• Task item
Number of lines with the string "bool" in the entries below: report it, and nothing besides.
━━━ Provided records ━━━
//! Sync trigger queue
//!
//! Every trigger funnels through this queue, which enforces at-most-one
//! sync in flight. Triggers arriving during a sync are appended in FIFO
//! order and run after the current sync completes; a pending trigger of the
//! same kind absorbs the newcomer, so rapid repeats cost one pull.

use std::collections::VecDeque;

/// What caused a sync request
#[derive(Debug, Clone, Copy, PartialEq, Eq)]
pub enum SyncTrigger {
    /// Periodic timer tick
    Interval,
    /// Connectivity came back, resync immediately
    ConnectivityRestored,
    /// Host window regained focus
    FocusRegained,
    /// Explicit force-sync call
    Manual,
    /// Deferred follow-up after a write-through operation
    WriteFollowUp,
}

/// Outcome of asking the queue for a sync slot
#[derive(Debug, Clone, Copy, PartialEq, Eq)]
pub(crate) enum Admission {
    /// No sync in flight: the caller owns the slot and must drain
    RunNow,
    /// A sync is in flight: appended to the queue
    Queued,
    /// A pending trigger of the same kind already covers this request
    Coalesced,
}

#[derive(Debug, Default)]
pub(crate) struct TriggerQueue {
    pending: VecDeque<SyncTrigger>,
    in_flight: bool,
}

impl TriggerQueue {
    /// Claim the sync slot, or queue behind the current holder.
    pub fn admit(&mut self, trigger: SyncTrigger) -> Admission {
        if !self.in_flight {
            self.in_flight = true;
            return Admission::RunNow;
        }
        if self.pending.contains(&trigger) {
            return Admission::Coalesced;
        }
        self.pending.push_back(trigger);
        Admission::Queued
    }

    /// Enqueue without claiming the slot. The entry is picked up by the
    /// in-flight drain, or by the next admitted trigger. Returns false when
    /// an equal pending trigger already covers it.
    pub fn defer(&mut self, trigger: SyncTrigger) -> bool {
        if self.pending.contains(&trigger) {
            return false;
        }
        self.pending.push_back(trigger);
        true
    }

    /// Called by the slot holder after a sync finishes. Hands back the next
    /// pending trigger, or releases the slot when the queue is empty.
    pub fn complete(&mut self) -> Option<SyncTrigger> {
        debug_assert!(self.in_flight);
        match self.pending.pop_front() {
            Some(trigger) => Some(trigger),
            None => {
                self.in_flight = false;
                None
            }
        }
    }

    pub fn in_flight(&self) -> bool {
        self.in_flight
    }

    pub fn pending_len(&self) -> usize {
        self.pending.len()
    }
}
━━━
• Answer box
3